Latrogastropoda is a clade of gastropods, considered a superorder, in the subclass Caenogastropoda. It was originally proposed in 2000 by Frank Riedel to unite the predominantly predatory "higher" caenogastropod groups. Latrogastropoda includes both the order Neogastropoda and some taxa classified in the paraphyletic order Littorinimorpha. Latrogastropoda is equivalent to the "siphonate group" of caenogastropods recognized by Ponder and colleagues in 2008. The non-neogastropod latrogastropods are broadly equivalent to the Neomesogastropoda.
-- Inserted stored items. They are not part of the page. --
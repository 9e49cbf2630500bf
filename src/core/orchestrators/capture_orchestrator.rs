use std::fmt;
use std::sync::Arc;

use crate::core::interfaces::ports::ScreenCaptureBackend;
use crate::core::models::{CaptureError, CaptureRequest, MonitorDescriptor, RgbaImage};
use crate::core::pixel_normalizer::normalize_native_frame;
use crate::global_constants::LOG_TAG_CAPTURE;

#[derive(Clone, Copy, Debug, PartialEq, Eq)]
pub enum CapturePhase {
    Idle,
    Resolving,
    Acquiring,
    Normalizing,
    Done,
    Failed,
}

impl fmt::Display for CapturePhase {
    fn fmt(&self, f: &mut fmt::Formatter<'_>) -> fmt::Result {
        match self {
            CapturePhase::Idle => write!(f, "Idle"),
            CapturePhase::Resolving => write!(f, "Resolving"),
            CapturePhase::Acquiring => write!(f, "Acquiring"),
            CapturePhase::Normalizing => write!(f, "Normalizing"),
            CapturePhase::Done => write!(f, "Done"),
            CapturePhase::Failed => write!(f, "Failed"),
        }
    }
}

/// Runs Resolving -> Acquiring -> Normalizing for one request on the calling
/// thread. The first failing stage ends the capture; nothing is retried.
pub struct CaptureOrchestrator<B: ScreenCaptureBackend> {
    backend: Arc<B>,
}

impl<B: ScreenCaptureBackend> CaptureOrchestrator<B> {
    pub fn build(backend: Arc<B>) -> Self {
        Self { backend }
    }

    pub fn list_monitors(&self) -> Result<Vec<MonitorDescriptor>, CaptureError> {
        self.backend.enumerate_monitors()
    }

    pub fn capture(&self, request: &CaptureRequest) -> Result<RgbaImage, CaptureError> {
        let mut phase = CapturePhase::Idle;
        self.run_pipeline(request, &mut phase)
    }

    fn run_pipeline(
        &self,
        request: &CaptureRequest,
        phase: &mut CapturePhase,
    ) -> Result<RgbaImage, CaptureError> {
        log::debug!("{} capturing monitor {}", LOG_TAG_CAPTURE, request);

        let result = self.run_stages(request, phase);

        match &result {
            Ok(image) => {
                transition(phase, CapturePhase::Done);
                log::info!(
                    "{} captured {}x{} screenshot, {} bytes",
                    LOG_TAG_CAPTURE,
                    image.width(),
                    image.height(),
                    image.len()
                );
            }
            Err(error) => {
                log::warn!(
                    "{} capture of {} failed while {}: {}",
                    LOG_TAG_CAPTURE,
                    request,
                    phase,
                    error
                );
                transition(phase, CapturePhase::Failed);
            }
        }

        result
    }

    fn run_stages(
        &self,
        request: &CaptureRequest,
        phase: &mut CapturePhase,
    ) -> Result<RgbaImage, CaptureError> {
        transition(phase, CapturePhase::Resolving);
        let monitor = self.backend.resolve_monitor(request)?;

        transition(phase, CapturePhase::Acquiring);
        let frame = self.backend.acquire_frame(&monitor)?;

        transition(phase, CapturePhase::Normalizing);
        normalize_native_frame(frame)
    }
}

fn transition(phase: &mut CapturePhase, next: CapturePhase) {
    log::debug!("{} {} -> {}", LOG_TAG_CAPTURE, phase, next);
    *phase = next;
}
use crate::core::interfaces::ports::ScreenCaptureBackend;
use crate::core::models::{
    CaptureError, MonitorDescriptor, MonitorFlags, NativeFrame, NativePixelLayout,
};
use crate::global_constants::LOG_TAG_WINDOWS;

const PLATFORM_NAME: &str = "windows";

/// Enumerates monitors through xcap. Framebuffer acquisition has no Windows
/// backend yet and always fails with `NotImplemented`.
pub struct WindowsScreenCapturer;

/// No Windows frame can exist until acquisition is implemented.
pub enum WindowsFrame {}

impl NativeFrame for WindowsFrame {
    fn width(&self) -> u32 {
        match *self {}
    }

    fn height(&self) -> u32 {
        match *self {}
    }

    fn bits_per_pixel(&self) -> u32 {
        match *self {}
    }

    fn bytes_per_row(&self) -> usize {
        match *self {}
    }

    fn pixel_layout(&self) -> NativePixelLayout {
        match *self {}
    }

    fn pixel_bytes(&self) -> &[u8] {
        match *self {}
    }
}

impl WindowsScreenCapturer {
    pub fn initialize() -> Self {
        log::debug!("{} initializing windows screen capturer", LOG_TAG_WINDOWS);
        Self
    }

    fn describe_monitor(&self, monitor: &xcap::Monitor) -> Result<MonitorDescriptor, CaptureError> {
        Ok(MonitorDescriptor {
            id: monitor.id().map_err(CaptureError::display_unavailable)?,
            x: monitor.x().map_err(CaptureError::display_unavailable)?,
            y: monitor.y().map_err(CaptureError::display_unavailable)?,
            width: monitor.width().map_err(CaptureError::display_unavailable)?,
            height: monitor.height().map_err(CaptureError::display_unavailable)?,
            flags: MonitorFlags {
                primary: monitor
                    .is_primary()
                    .map_err(CaptureError::display_unavailable)?,
                automatic: false,
            },
        })
    }
}

impl ScreenCaptureBackend for WindowsScreenCapturer {
    type Frame = WindowsFrame;

    fn enumerate_monitors(&self) -> Result<Vec<MonitorDescriptor>, CaptureError> {
        let monitors = xcap::Monitor::all().map_err(CaptureError::display_unavailable)?;

        log::debug!("{} found {} monitors", LOG_TAG_WINDOWS, monitors.len());

        monitors
            .iter()
            .map(|monitor| self.describe_monitor(monitor))
            .collect()
    }

    fn acquire_frame(&self, monitor: &MonitorDescriptor) -> Result<WindowsFrame, CaptureError> {
        log::warn!(
            "{} no framebuffer backend for monitor {}",
            LOG_TAG_WINDOWS,
            monitor.id
        );

        Err(CaptureError::NotImplemented {
            platform: PLATFORM_NAME,
        })
    }
}
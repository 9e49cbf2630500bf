use std::fs;
use std::io::{self, Write};
use std::path::PathBuf;

use anyhow::{Context, Result};
use clap::{Parser, Subcommand};

use screenshot_bounds::global_constants::{
    APPLICATION_NAME, ERROR_CONTEXT_CAPTURE, ERROR_CONTEXT_LIST_MONITORS,
    ERROR_CONTEXT_WRITE_OUTPUT, LOG_TAG_CLI,
};
use screenshot_bounds::{MonitorDescriptor, RgbaImage};

/// Capture a monitor as raw RGBA bytes.
#[derive(Parser, Debug)]
#[command(name = "screenshot-bounds", version, about)]
struct Cli {
    #[command(subcommand)]
    command: Commands,
}

#[derive(Subcommand, Debug)]
enum Commands {
    /// List the monitors the display server reports
    Monitors {
        /// Print the list as JSON
        #[arg(long)]
        json: bool,
    },

    /// Capture the monitor whose rectangle is exactly x, y, width, height
    Capture {
        #[arg(allow_negative_numbers = true)]
        x: i32,

        #[arg(allow_negative_numbers = true)]
        y: i32,

        width: u32,

        height: u32,

        /// File to write the RGBA bytes to; stdout when omitted
        #[arg(long, short)]
        output: Option<PathBuf>,
    },
}

fn main() -> Result<()> {
    env_logger::init();

    log::info!("{} starting {}", LOG_TAG_CLI, APPLICATION_NAME);

    let cli = Cli::parse();

    match cli.command {
        Commands::Monitors { json } => print_monitors(json),
        Commands::Capture {
            x,
            y,
            width,
            height,
            output,
        } => {
            let image = screenshot_bounds::capture_screenshot_for_bounds(x, y, width, height)
                .with_context(|| {
                    format!(
                        "{} {}x{} at ({}, {})",
                        ERROR_CONTEXT_CAPTURE, width, height, x, y
                    )
                })?;
            write_image(&image, output)
        }
    }
}

fn print_monitors(as_json: bool) -> Result<()> {
    let monitors = screenshot_bounds::list_monitors().context(ERROR_CONTEXT_LIST_MONITORS)?;

    if as_json {
        println!("{}", serde_json::to_string_pretty(&monitors)?);
        return Ok(());
    }

    for monitor in &monitors {
        println!("{}", describe_monitor(monitor));
    }

    Ok(())
}

fn describe_monitor(monitor: &MonitorDescriptor) -> String {
    let primary_marker = if monitor.flags.primary { " (primary)" } else { "" };
    format!(
        "{}: {} {} {} {}{}",
        monitor.id, monitor.x, monitor.y, monitor.width, monitor.height, primary_marker
    )
}

fn write_image(image: &RgbaImage, output: Option<PathBuf>) -> Result<()> {
    match output {
        Some(path) => {
            fs::write(&path, image.as_bytes())
                .with_context(|| format!("{} to {:?}", ERROR_CONTEXT_WRITE_OUTPUT, path))?;
            log::info!(
                "{} wrote {}x{} RGBA image ({} bytes) to {:?}",
                LOG_TAG_CLI,
                image.width(),
                image.height(),
                image.len(),
                path
            );
        }
        None => {
            let mut stdout = io::stdout().lock();
            stdout
                .write_all(image.as_bytes())
                .and_then(|_| stdout.flush())
                .context(ERROR_CONTEXT_WRITE_OUTPUT)?;
        }
    }

    Ok(())
}

#[cfg(test)]
mod tests {
    use super::*;
    use screenshot_bounds::MonitorFlags;

    #[test]
    fn test_capture_command_accepts_negative_origin() {
        let cli = Cli::try_parse_from([
            "screenshot-bounds",
            "capture",
            "-1920",
            "-200",
            "1920",
            "1080",
        ])
        .unwrap();

        match cli.command {
            Commands::Capture {
                x,
                y,
                width,
                height,
                output,
            } => {
                assert_eq!((x, y, width, height), (-1920, -200, 1920, 1080));
                assert!(output.is_none());
            }
            other => panic!("unexpected command {:?}", other),
        }
    }

    #[test]
    fn test_capture_command_requires_four_bounds() {
        let result = Cli::try_parse_from(["screenshot-bounds", "capture", "0", "0", "1920"]);

        assert!(result.is_err());
    }

    #[test]
    fn test_monitors_command_parses_json_flag() {
        let cli = Cli::try_parse_from(["screenshot-bounds", "monitors", "--json"]).unwrap();

        assert!(matches!(cli.command, Commands::Monitors { json: true }));
    }

    #[test]
    fn test_describe_monitor_marks_primary() {
        let monitor = MonitorDescriptor {
            id: 7,
            x: 0,
            y: 0,
            width: 1920,
            height: 1080,
            flags: MonitorFlags {
                primary: true,
                automatic: false,
            },
        };

        assert_eq!(describe_monitor(&monitor), "7: 0 0 1920 1080 (primary)");
    }

    #[test]
    fn test_cli_definition_is_consistent() {
        use clap::CommandFactory;

        Cli::command().debug_assert();
    }
}
mod screen_capture_backend;

pub use screen_capture_backend::ScreenCaptureBackend;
The name Strombogastropoda was proposed by Simone in 2011 for a clade uniting stromboids with neogastropods and their close relatives, and is equivalent to Ponder and colleagues' concept of Latrogastropoda.

==Included taxa==
- Capuloidea: The families Capulidae and Haloceratidae were included in Latrogastropoda by Riedel in 2000 as members of Calyptraeoidea. Capuloidea was regarded as a separate superfamily by Bouchet and colleagues in 2017 and excluded from Latrogastropoda, but phylogenetic analysis has supported their membership in a well-supported clade with Calyptraeoidea, Velutinoidea, Tonnoidea, and Neogastropoda, and they were returned to Latrogastropoda by Donald Colgan and Winston Ponder in 2025.
- Calyptraeoidea
- Cypraeoidea
- Ficoidea
- Stromboidea: Stromboidea was not part of Riedel's original concept of Latrogastropoda, but was included in Latrogastropoda by Bouchet and colleagues in 2017. Stromboidea has been recovered as the sister taxon of a clade uniting Cypraeoidea with other latrogastropods by some phylogenetic analyses.
- Tonnoidea: Riedel included the superfamilies Laubierinoidea and Cassoidea in Latrogastropoda; both are now regarded as belonging to Tonnoidea.
- Velutinoidea: Riedel included the superfamily Lamellarioidea (now considered a synonym of Velutinoidea), consisting of Lamellariidae and Triviidae, as members of Latrogastropoda. The velutinoid families Eratoidae, Triviidae, and Velutinidae were included in Latrogastropoda as members of Cypraeoidea by Bouchet and colleagues in 2017, and were subsequently recognized as the separate superfamily Velutinoidea following the recognition that they form a well-supported clade with Calyptraeoidea, Capuloidea, Tonnoidea, and Neogastropoda to the exclusion of Cypraeoidea.
- Neogastropoda

===Formerly included groups===
- Naticoidea: Though Naticoidea was originally included in Latrogastropoda by Riedel, it was excluded from Latrogastropoda by Bouchet and colleagues in 2017 and phylogenetic analyses have shown Naticoidea to be closely related to Littorinidae.
- Hipponicidae: Hipponicidae was included in Calyptraeoidea by Riedel in 2000, but is now regarded as belonging to a separate superfamily, Hipponicoidea, and excluded from Latrogastropoda.

==Evolutionary history==
Fossils recognizable as latrogastropods due to their protoconch are known as far back as the Aptian stage of the Cretaceous. Tonnoidea and Neogastropoda are potentially descendants of the Purpurinidae, which date to the Triassic. The earliest known cypraeids date to the Tithonian stage of the Jurassic.